**TASK INSTRUCTIONS**
Restate all of the data below word for word.

···

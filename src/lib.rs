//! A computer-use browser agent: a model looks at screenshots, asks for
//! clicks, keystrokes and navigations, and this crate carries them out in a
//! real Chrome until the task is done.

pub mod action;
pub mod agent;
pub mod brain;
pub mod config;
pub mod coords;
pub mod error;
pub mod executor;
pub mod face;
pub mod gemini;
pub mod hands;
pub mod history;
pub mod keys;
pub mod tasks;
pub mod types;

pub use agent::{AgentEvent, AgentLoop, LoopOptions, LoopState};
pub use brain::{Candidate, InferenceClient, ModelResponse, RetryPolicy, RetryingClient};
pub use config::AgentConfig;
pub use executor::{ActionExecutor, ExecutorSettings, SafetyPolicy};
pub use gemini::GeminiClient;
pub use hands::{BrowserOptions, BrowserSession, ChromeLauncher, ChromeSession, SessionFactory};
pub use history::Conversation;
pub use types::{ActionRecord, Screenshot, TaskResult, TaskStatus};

···

**REPLY TO THE TASK**
filename src/lib.rs
//! A computer-use browser agent: a model looks at screenshots, asks for
//! clicks, keystrokes and navigations, and this crate carries them out in a
//! real Chrome until the task is done.

pub mod action;
pub mod agent;
pub mod brain;
pub mod config;
pub mod coords;
pub mod error;
pub mod executor;
pub mod face;
pub mod gemini;
pub mod hands;
pub mod history;
pub mod keys;
pub mod tasks;
pub mod types;

pub use agent::{AgentEvent, AgentLoop, LoopOptions, LoopState};
pub use brain::{Candidate, InferenceClient, ModelResponse, RetryPolicy, RetryingClient};
pub use config::AgentConfig;
pub use executor::{ActionExecutor, ExecutorSettings, SafetyPolicy};
pub use gemini::GeminiClient;
pub use hands::{BrowserOptions, BrowserSession, ChromeLauncher, ChromeSession, SessionFactory};
pub use history::Conversation;
pub use types::{ActionRecord, Screenshot, TaskResult, TaskStatus};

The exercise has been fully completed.